Bradley also notes that Yates’s columns for Car and Driver showed off a different side of her father’s work. “His columns were more biting. He was nicknamed ‘The Assassin’ early on in his career — oddly enough, so was Ferrari — because he could be incredibly acerbic and didn’t pull his punches. His books were much more measured,” she says. “They weren’t biting. They were historic treatises on whatever topic he was dealing with. I wish, to a degree, some of his books had been a little bit more bitchy, if you will, because his columns were incredible. He had such an interesting voice.”

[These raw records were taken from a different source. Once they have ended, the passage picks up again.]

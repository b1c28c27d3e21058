#![forbid(unsafe_code)]

//! Rendering backend capabilities.
//!
//! The controller never draws. It describes panels through [`Backend`] and a
//! backend decides how they look: the terminal backend in the runtime crate
//! paints framed boxes with crossterm, [`HeadlessBackend`] just records.

use std::collections::{HashMap, HashSet};
use std::fmt;
use std::io;

use gitdash_core::geometry::{Bounds, ScreenSize};

use crate::arena::{PanelName, PanelStyle, PanelView};
use crate::editor::CursorPosition;

/// Errors reported by a backend.
#[derive(Debug)]
pub enum BackendError {
    /// Operation on a panel the backend does not know.
    UnknownPanel(PanelName),
    /// `create_panel` for a name that is already drawn.
    AlreadyExists(PanelName),
    /// Bounds the backend refuses to draw.
    InvalidBounds { panel: PanelName, bounds: Bounds },
    /// Terminal I/O failed.
    Io(io::Error),
    /// Anything else, described.
    Other(String),
}

impl fmt::Display for BackendError {
    fn fmt(&self, f: &mut fmt::Formatter<'_>) -> fmt::Result {
        match self {
            Self::UnknownPanel(name) => write!(f, "unknown panel {name}"),
            Self::AlreadyExists(name) => write!(f, "panel {name} already exists"),
            Self::InvalidBounds { panel, bounds } => write!(
                f,
                "invalid bounds for panel {panel}: ({}, {}) - ({}, {})",
                bounds.x0, bounds.y0, bounds.x1, bounds.y1
            ),
            Self::Io(e) => write!(f, "terminal I/O error: {e}"),
            Self::Other(msg) => f.write_str(msg),
        }
    }
}

impl std::error::Error for BackendError {
    fn source(&self) -> Option<&(dyn std::error::Error + 'static)> {
        match self {
            Self::Io(e) => Some(e),
            _ => None,
        }
    }
}

impl From<io::Error> for BackendError {
    fn from(e: io::Error) -> Self {
        Self::Io(e)
    }
}

/// Result alias for backend operations.
pub type BackendResult<T> = Result<T, BackendError>;

/// What the panel engine needs from a renderer.
pub trait Backend {
    /// Current screen size.
    fn size(&self) -> ScreenSize;

    /// Create an empty framed panel.
    fn create_panel(&mut self, name: &PanelName, bounds: Bounds) -> BackendResult<()>;

    /// Set a panel's title, content, style and cursor.
    fn update_panel(&mut self, view: PanelView<'_>) -> BackendResult<()>;

    /// Move or resize an existing panel.
    fn resize_panel(&mut self, name: &PanelName, bounds: Bounds) -> BackendResult<()>;

    /// Remove a panel.
    fn destroy_panel(&mut self, name: &PanelName) -> BackendResult<()>;

    /// Give input focus to a panel, or to nothing.
    fn set_focus(&mut self, name: Option<&PanelName>) -> BackendResult<()>;

    /// Replace the status line text.
    fn set_status(&mut self, text: &str) -> BackendResult<()>;

    /// Flush pending drawing. Backends that draw eagerly need not override.
    fn present(&mut self) -> BackendResult<()> {
        Ok(())
    }
}

/// One recorded backend call.
#[derive(Debug, Clone, PartialEq, Eq)]
pub enum BackendCall {
    CreatePanel { name: PanelName, bounds: Bounds },
    UpdatePanel { name: PanelName, content: String },
    ResizePanel { name: PanelName, bounds: Bounds },
    DestroyPanel { name: PanelName },
    SetFocus(Option<PanelName>),
    SetStatus(String),
}

/// Panel state as the headless backend last saw it.
#[derive(Debug, Clone, PartialEq, Eq, Default)]
pub struct HeadlessPanel {
    pub bounds: Bounds,
    pub title: String,
    pub content: String,
    pub style: PanelStyle,
    pub cursor: Option<CursorPosition>,
}

/// Backend that draws nothing and records everything.
///
/// Used by tests and by headless key replay. Failures can be injected per
/// panel name to exercise rollback and fatal teardown paths.
#[derive(Debug, Default)]
pub struct HeadlessBackend {
    size: ScreenSize,
    panels: HashMap<PanelName, HeadlessPanel>,
    focus: Option<PanelName>,
    status: String,
    calls: Vec<BackendCall>,
    fail_create: HashSet<String>,
    fail_update: HashSet<String>,
    fail_destroy: HashSet<String>,
    fail_focus: bool,
}

impl HeadlessBackend {
    #[must_use]
    pub fn new(size: ScreenSize) -> Self {
        Self {
            size,
            ..Self::default()
        }
    }

    /// Simulate a terminal resize.
    pub fn set_size(&mut self, size: ScreenSize) {
        self.size = size;
    }

    /// Every call so far, oldest first.
    #[must_use]
    pub fn calls(&self) -> &[BackendCall] {
        &self.calls
    }

    /// Take the recorded calls, leaving the log empty.
    pub fn take_calls(&mut self) -> Vec<BackendCall> {
        std::mem::take(&mut self.calls)
    }

    #[must_use]
    pub fn panel(&self, name: &str) -> Option<&HeadlessPanel> {
        self.panels.get(name)
    }

    #[must_use]
    pub fn has_panel(&self, name: &str) -> bool {
        self.panels.contains_key(name)
    }

    #[must_use]
    pub fn panel_count(&self) -> usize {
        self.panels.len()
    }

    #[must_use]
    pub fn focus(&self) -> Option<&PanelName> {
        self.focus.as_ref()
    }

    #[must_use]
    pub fn status(&self) -> &str {
        &self.status
    }

    /// Make `create_panel` fail for `name`.
    pub fn fail_create_for(&mut self, name: &str) {
        self.fail_create.insert(name.to_owned());
    }

    /// Make `update_panel` fail for `name`.
    pub fn fail_update_for(&mut self, name: &str) {
        self.fail_update.insert(name.to_owned());
    }

    /// Make `destroy_panel` fail for `name`.
    pub fn fail_destroy_for(&mut self, name: &str) {
        self.fail_destroy.insert(name.to_owned());
    }

    /// Make every `set_focus` fail.
    pub fn fail_set_focus(&mut self, fail: bool) {
        self.fail_focus = fail;
    }

    fn injected(name: &PanelName, op: &str) -> BackendError {
        BackendError::Other(format!("injected {op} failure for {name}"))
    }
}

impl Backend for HeadlessBackend {
    fn size(&self) -> ScreenSize {
        self.size
    }

    fn create_panel(&mut self, name: &PanelName, bounds: Bounds) -> BackendResult<()> {
        self.calls.push(BackendCall::CreatePanel {
            name: name.clone(),
            bounds,
        });
        if self.fail_create.contains(name.as_str()) {
            return Err(Self::injected(name, "create"));
        }
        if self.panels.contains_key(name) {
            return Err(BackendError::AlreadyExists(name.clone()));
        }
        self.panels.insert(
            name.clone(),
            HeadlessPanel {
                bounds,
                ..HeadlessPanel::default()
            },
        );
        Ok(())
    }

    fn update_panel(&mut self, view: PanelView<'_>) -> BackendResult<()> {
        self.calls.push(BackendCall::UpdatePanel {
            name: view.name.clone(),
            content: view.content.to_owned(),
        });
        if self.fail_update.contains(view.name.as_str()) {
            return Err(Self::injected(view.name, "update"));
        }
        let panel = self
            .panels
            .get_mut(view.name)
            .ok_or_else(|| BackendError::UnknownPanel(view.name.clone()))?;
        panel.title = view.title.to_owned();
        panel.content = view.content.to_owned();
        panel.style = view.style;
        panel.cursor = view.cursor;
        Ok(())
    }

    fn resize_panel(&mut self, name: &PanelName, bounds: Bounds) -> BackendResult<()> {
        self.calls.push(BackendCall::ResizePanel {
            name: name.clone(),
            bounds,
        });
        let panel = self
            .panels
            .get_mut(name)
            .ok_or_else(|| BackendError::UnknownPanel(name.clone()))?;
        panel.bounds = bounds;
        Ok(())
    }

    fn destroy_panel(&mut self, name: &PanelName) -> BackendResult<()> {
        self.calls.push(BackendCall::DestroyPanel { name: name.clone() });
        if self.fail_destroy.contains(name.as_str()) {
            return Err(Self::injected(name, "destroy"));
        }
        self.panels
            .remove(name)
            .map(drop)
            .ok_or_else(|| BackendError::UnknownPanel(name.clone()))
    }

    fn set_focus(&mut self, name: Option<&PanelName>) -> BackendResult<()> {
        self.calls.push(BackendCall::SetFocus(name.cloned()));
        if self.fail_focus {
            return Err(BackendError::Other("injected focus failure".into()));
        }
        self.focus = name.cloned();
        Ok(())
    }

    fn set_status(&mut self, text: &str) -> BackendResult<()> {
        self.calls.push(BackendCall::SetStatus(text.to_owned()));
        text.clone_into(&mut self.status);
        Ok(())
    }
}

Bradley’s descriptions of Yates’s working methods may strike a chord for anyone with a fondness for in-depth recording. “If he didn’t know something he would get on the phone. If he didn’t know something he would travel for it,” she explains “My mother and he traveled at length for Enzo Ferrari — they were in Italy for a very long time.”

Given the breadth of Yates’s bibliography, I raise the question of what Bradley’s own favorites from there happened to be. “I do enjoy the Cannonball Run book because I know most of the people who turned in their stories,” she says. “My mother’s got an essay in there, my stepbrother’s got an essay in there. Bill Warner does. So many people that I grew up with are in Cannonball!, so for me it’s a sentimental book for me. I grew up with Cannonball!. I’m biased.”

Bradley’s fondness for Enzo Ferrari came from a different aspect of the book. “It’s something I got to work with my father on, and to me that was always something I’d wanted — that I can verifiably say that I worked on this with my father,” she says. “My name’s attached to it and his name’s attached to it.”

It’s another book that holds a close place to Bradley’s heart — Yates’s early book Sunday Driver: The Writer Meets the Road — At 175 MPH. Sunday Driver is a great little book. It’s a first-person account of his racing career. Sunday Driver might be one of my favorites,” Bradley says “But if I were given three choices — for sentimentality, it would be Cannonball!. For one that’s always going to own my heart, it would be Enzo Ferrari, because I got to work with my dad. And Sunday Driver, in terms of the actual body of that book.”

It’s an impressive literary career — and if Yates’s book on Enzo Ferrari happens to be your first exposure to his work, there’s a lot more where that came from.